そしてその言葉が余計に不安を増幅させる。
「でも、その……カミーユさんは平気なんですか」
リィナははっきりと言葉にしないが、プルツー達に視線をやって言外に伝える。
クローンなどという存在をすぐに認められるほど人間は簡単ではない。
「では聞くが、クローン人間は禁忌とされているのか説明できるか」
答えたのはカミーユではなく、プルツーであった。
「それは……」
クローン人間である本人にそう問われ、言葉を詰まらせる……が、それでもなおリィナは続ける。

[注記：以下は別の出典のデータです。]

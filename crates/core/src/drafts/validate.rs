//! Field commit validation
//!
//! Rules run before a value is committed to the draft; a failed rule leaves
//! the draft untouched and surfaces an inline message.

use chrono::NaiveDate;
use salesdesk_domain::{CrmError, Result};

/// A PO can only be raised before the engagement starts.
pub fn validate_po_date(po_date: NaiveDate, start_date: Option<NaiveDate>) -> Result<()> {
    match start_date {
        Some(start) if po_date >= start => Err(CrmError::Validation(format!(
            "PO date {} must be before the start date {}",
            po_date, start
        ))),
        _ => Ok(()),
    }
}

/// Invoicing happens on or after the engagement ends.
pub fn validate_invoice_date(invoice_date: NaiveDate, end_date: Option<NaiveDate>) -> Result<()> {
    match end_date {
        Some(end) if invoice_date < end => Err(CrmError::Validation(format!(
            "Invoice date {} must be on or after the end date {}",
            invoice_date, end
        ))),
        _ => Ok(()),
    }
}

#[cfg(test)]
mod tests {
    use super::*;

    fn date(y: i32, m: u32, d: u32) -> NaiveDate {
        NaiveDate::from_ymd_opt(y, m, d).unwrap()
    }

    #[test]
    fn po_date_after_start_is_rejected() {
        let err = validate_po_date(date(2024, 3, 15), Some(date(2024, 3, 10))).unwrap_err();
        assert!(matches!(err, CrmError::Validation(_)));
    }

    #[test]
    fn po_date_on_start_is_rejected() {
        assert!(validate_po_date(date(2024, 3, 10), Some(date(2024, 3, 10))).is_err());
    }

    #[test]
    fn po_date_before_start_is_accepted() {
        assert!(validate_po_date(date(2024, 3, 1), Some(date(2024, 3, 10))).is_ok());
    }

    #[test]
    fn po_date_without_start_is_accepted() {
        assert!(validate_po_date(date(2024, 3, 1), None).is_ok());
    }

    #[test]
    fn invoice_date_before_end_is_rejected() {
        assert!(validate_invoice_date(date(2024, 4, 1), Some(date(2024, 4, 5))).is_err());
    }

    #[test]
    fn invoice_date_on_or_after_end_is_accepted() {
        assert!(validate_invoice_date(date(2024, 4, 5), Some(date(2024, 4, 5))).is_ok());
        assert!(validate_invoice_date(date(2024, 4, 9), Some(date(2024, 4, 5))).is_ok());
    }
}
//! Derived-state calculator
//!
//! Pure functions that turn raw inputs into TOV, expense totals, end dates
//! and approval routing. Controllers call these explicitly after every
//! mutation; nothing here persists or performs I/O.

use chrono::{Duration, NaiveDate};
use salesdesk_domain::{ApprovalStatus, Expenses, TovUnit};

/// Compute the total order value from the rate, unit and quantities.
///
/// `Fixed` ignores the quantities; `PerDay` multiplies by `days`;
/// `PerParticipant` multiplies by `participants`. A missing rate counts as
/// zero and a zero quantity falls back to one, so the result is never
/// negative and never collapses to zero just because a count is unset.
pub fn compute_tov(rate: Option<f64>, unit: TovUnit, days: u32, participants: u32) -> f64 {
    let rate = rate.unwrap_or(0.0).max(0.0);
    let multiplier = match unit {
        TovUnit::Fixed => 1,
        TovUnit::PerDay => days.max(1),
        TovUnit::PerParticipant => participants.max(1),
    };
    rate * f64::from(multiplier)
}

/// Compute the inclusive end date from a start date and a day count.
///
/// Returns `None` when either input is absent or `days` is zero; callers
/// must leave the previous end date untouched in that case (best-effort
/// auto-calculation, never a regression to empty).
pub fn compute_end_date(start_date: Option<NaiveDate>, days: u32) -> Option<NaiveDate> {
    let start = start_date?;
    if days < 1 {
        return None;
    }
    Some(start + Duration::days(i64::from(days) - 1))
}

/// Sum of the nine absolute cost categories.
///
/// The two percentage categories apply to revenue elsewhere and are
/// excluded from the literal sum shown in the expense breakdown.
pub fn compute_total_expense(expenses: &Expenses) -> f64 {
    expenses.trainer_cost
        + expenses.gk_royalty
        + expenses.material
        + expenses.labs
        + expenses.venue
        + expenses.travel
        + expenses.accommodation
        + expenses.per_diem
        + expenses.local_conveyance
}

/// Markup percentage of a PO value over the total expense.
///
/// Guards against divide-by-zero: a non-positive expense total yields 0.
pub fn compute_markup(po_value: f64, total_expense: f64) -> f64 {
    if total_expense > 0.0 {
        (po_value - total_expense) / total_expense * 100.0
    } else {
        0.0
    }
}

/// Approval routing for a gross-profit margin.
///
/// Below 10% the director signs off, between 10% and 15% the manager does,
/// and from 15% upward no approval is required.
pub fn approval_for_gross_profit(gross_profit_percent: f64) -> ApprovalStatus {
    if gross_profit_percent < 10.0 {
        ApprovalStatus::PendingDirector
    } else if gross_profit_percent < 15.0 {
        ApprovalStatus::PendingManager
    } else {
        ApprovalStatus::NotRequired
    }
}
//! HTTP implementation of the opportunity persistence ports
//!
//! Maps the core layer's gateway traits onto the CRM backend's REST
//! endpoints. Record updates go as JSON; creation and document upload go as
//! multipart because they may carry a file.

use std::sync::Arc;

use async_trait::async_trait;
use reqwest::multipart::{Form, Part};
use salesdesk_core::{ClientDirectory, CreateOpportunityRequest, OpportunityGateway, SavePayload};
use salesdesk_domain::documents::resolve_document_url;
use salesdesk_domain::{Client, CrmError, Opportunity, Result, StagedFile};
use serde::Deserialize;
use tracing::info;

use crate::api::ApiClient;

#[derive(Debug, Deserialize)]
#[serde(rename_all = "camelCase")]
struct UploadResponse {
    requirement_document: String,
}

/// Gateway backed by the CRM REST API
pub struct HttpOpportunityGateway {
    api: Arc<ApiClient>,
}

impl HttpOpportunityGateway {
    pub fn new(api: Arc<ApiClient>) -> Self {
        Self { api }
    }

    /// Absolute URL for a server-relative document path
    pub fn document_link(&self, path: &str) -> Result<String> {
        resolve_document_url(self.api.base_url(), path)
    }

    fn file_part(file: &StagedFile) -> Result<Part> {
        Part::bytes(file.bytes.clone())
            .file_name(file.file_name.clone())
            .mime_str(&file.content_type)
            .map_err(|e| CrmError::InvalidInput(format!("invalid content type: {e}")))
    }

    fn creation_form(request: &CreateOpportunityRequest) -> Result<Form> {
        let details_json = serde_json::to_string(&request.details)?;

        let mut form = Form::new()
            .text("type", request.opportunity_type.as_str())
            .text("clientId", request.client_id.clone())
            .text("participants", request.participants.to_string())
            .text("days", request.days.to_string())
            .text("typeSpecificDetails", details_json);

        if let Some(contact) = &request.selected_contact_person {
            form = form.text("selectedContactPerson", contact.clone());
        }
        if let Some(summary) = &request.requirement_summary {
            form = form.text("requirementSummary", summary.clone());
        }
        if let Some(file) = &request.requirement_document {
            form = form.part("requirementDocument", Self::file_part(file)?);
        }
        Ok(form)
    }
}

#[async_trait]
impl OpportunityGateway for HttpOpportunityGateway {
    async fn update(&self, id: &str, payload: &SavePayload) -> Result<Opportunity> {
        let path = format!("/api/opportunities/{id}");
        let record: Opportunity = self.api.put(&path, payload).await.map_err(CrmError::from)?;
        info!(opportunity = %id, "opportunity updated");
        Ok(record)
    }

    async fn upload_requirement_document(&self, id: &str, file: StagedFile) -> Result<String> {
        let path = format!("/api/opportunities/{id}/upload-requirement-document");
        let form = Form::new().part("requirementDocument", Self::file_part(&file)?);

        let response: UploadResponse =
            self.api.post_multipart(&path, form).await.map_err(CrmError::from)?;
        info!(opportunity = %id, path = %response.requirement_document, "document uploaded");
        Ok(response.requirement_document)
    }

    async fn create(&self, request: &CreateOpportunityRequest) -> Result<Opportunity> {
        let form = Self::creation_form(request)?;
        let record: Opportunity =
            self.api.post_multipart("/api/opportunities", form).await.map_err(CrmError::from)?;
        info!(opportunity = %record.id, ty = %record.opportunity_type, "opportunity created");
        Ok(record)
    }
}

#[async_trait]
impl ClientDirectory for HttpOpportunityGateway {
    async fn list_clients(&self) -> Result<Vec<Client>> {
        self.api.get("/api/clients").await.map_err(CrmError::from)
    }
}

#[cfg(test)]
mod tests {
    use salesdesk_core::{CreationForm, OpportunityDraft};
    use salesdesk_domain::{OpportunityType, TrainingDetails, TypeDetails};
    use serde_json::json;
    use wiremock::matchers::{body_string_contains, header, method, path};
    use wiremock::{Mock, MockServer, ResponseTemplate};

    use super::*;
    use crate::api::{ApiClientConfig, StaticTokenProvider};

    fn gateway_for(server: &MockServer) -> HttpOpportunityGateway {
        let config = ApiClientConfig { base_url: server.uri(), ..Default::default() };
        let auth = Arc::new(StaticTokenProvider::new("session-token"));
        HttpOpportunityGateway::new(Arc::new(ApiClient::new(config, auth).unwrap()))
    }

    fn record_json() -> serde_json::Value {
        json!({
            "_id": "opp-1",
            "type": "Training",
            "commonDetails": { "tovRate": 1000.0, "tovUnit": "Per Day" },
            "typeSpecificDetails": { "technology": "AWS", "trainingName": "Architecting" },
            "participants": 10,
            "days": 5
        })
    }

    #[tokio::test]
    async fn update_puts_sanitised_payload() {
        let server = MockServer::start().await;

        Mock::given(method("PUT"))
            .and(path("/api/opportunities/opp-1"))
            .and(header("Authorization", "Bearer session-token"))
            .respond_with(ResponseTemplate::new(200).set_body_json(record_json()))
            .expect(1)
            .mount(&server)
            .await;

        let gateway = gateway_for(&server);
        let record: Opportunity = serde_json::from_value(record_json()).unwrap();
        let payload = SavePayload::from_draft(&OpportunityDraft::from_record(&record));

        let updated = gateway.update("opp-1", &payload).await.unwrap();
        assert_eq!(updated.id, "opp-1");

        let requests = server.received_requests().await.unwrap();
        let body: serde_json::Value = serde_json::from_slice(&requests[0].body).unwrap();
        assert!(body.get("_id").is_none());
        assert_eq!(body["commonDetails"]["tovRate"], 1000.0);
    }

    #[tokio::test]
    async fn update_surfaces_missing_record() {
        let server = MockServer::start().await;

        Mock::given(method("PUT"))
            .and(path("/api/opportunities/gone"))
            .respond_with(ResponseTemplate::new(404))
            .mount(&server)
            .await;

        let gateway = gateway_for(&server);
        let record: Opportunity = serde_json::from_value(record_json()).unwrap();
        let payload = SavePayload::from_draft(&OpportunityDraft::from_record(&record));

        let err = gateway.update("gone", &payload).await.unwrap_err();
        assert!(matches!(err, CrmError::NotFound(_)));
    }

    #[tokio::test]
    async fn create_posts_multipart_with_details_json() {
        let server = MockServer::start().await;

        Mock::given(method("POST"))
            .and(path("/api/opportunities"))
            .and(body_string_contains("client-7"))
            .and(body_string_contains("trainingName"))
            .respond_with(ResponseTemplate::new(200).set_body_json(record_json()))
            .expect(1)
            .mount(&server)
            .await;

        let mut form = CreationForm::new();
        form.client_id = Some("client-7".to_string());
        form.participants = 10;
        form.days = 5;
        form.details = TypeDetails::Training(TrainingDetails {
            technology: Some("AWS".into()),
            training_name: Some("Architecting".into()),
            ..TrainingDetails::default()
        });
        form.stage_document(StagedFile::new("req.pdf", "application/pdf", vec![1, 2, 3]));

        let gateway = gateway_for(&server);
        let record = gateway.create(&form.build().unwrap()).await.unwrap();
        assert_eq!(record.opportunity_type, OpportunityType::Training);

        let requests = server.received_requests().await.unwrap();
        let content_type = requests[0].headers.get("content-type").unwrap().to_str().unwrap();
        assert!(content_type.starts_with("multipart/form-data"));
    }

    #[tokio::test]
    async fn upload_returns_server_path() {
        let server = MockServer::start().await;

        Mock::given(method("POST"))
            .and(path("/api/opportunities/opp-1/upload-requirement-document"))
            .respond_with(
                ResponseTemplate::new(200)
                    .set_body_json(json!({ "requirementDocument": "uploads/req.pdf" })),
            )
            .mount(&server)
            .await;

        let gateway = gateway_for(&server);
        let file = StagedFile::new("req.pdf", "application/pdf", vec![1]);
        let result = gateway.upload_requirement_document("opp-1", file).await.unwrap();
        assert_eq!(result, "uploads/req.pdf");
    }

    #[tokio::test]
    async fn list_clients_parses_directory() {
        let server = MockServer::start().await;

        Mock::given(method("GET"))
            .and(path("/api/clients"))
            .respond_with(ResponseTemplate::new(200).set_body_json(json!([
                {
                    "_id": "client-1",
                    "companyName": "Acme Corp",
                    "contactPersons": [
                        { "name": "Asha", "designation": "CTO", "isPrimary": true }
                    ]
                }
            ])))
            .mount(&server)
            .await;

        let gateway = gateway_for(&server);
        let clients = gateway.list_clients().await.unwrap();
        assert_eq!(clients.len(), 1);
        assert_eq!(clients[0].company_name, "Acme Corp");
        assert_eq!(clients[0].primary_contact().unwrap().name, "Asha");
    }

    #[test]
    fn document_links_resolve_against_base_url() {
        let config = ApiClientConfig {
            base_url: "https://crm.example.com".to_string(),
            ..Default::default()
        };
        let auth = Arc::new(StaticTokenProvider::new("t"));
        let gateway = HttpOpportunityGateway::new(Arc::new(ApiClient::new(config, auth).unwrap()));

        let link = gateway.document_link("uploads\\2024\\req.pdf").unwrap();
        assert_eq!(link, "https://crm.example.com/uploads/2024/req.pdf");
    }
}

「生物として不自然なことです。自然な営みから反するのはおかしいです」
「ではお前達は医療機関に世話になっていないのか?生物が生物を治療することだって十分不自然なことだ。特に人工臓器などはそうだな。それを否定できるか?それに自然の営みなどスペースノイドが語れるのか?何より……自然の営みが善とする根拠はなんだ?」
いつもはアレンが行っている問答を珍しくプルツーが行っているのはもちろんアレンの訓練の一環である。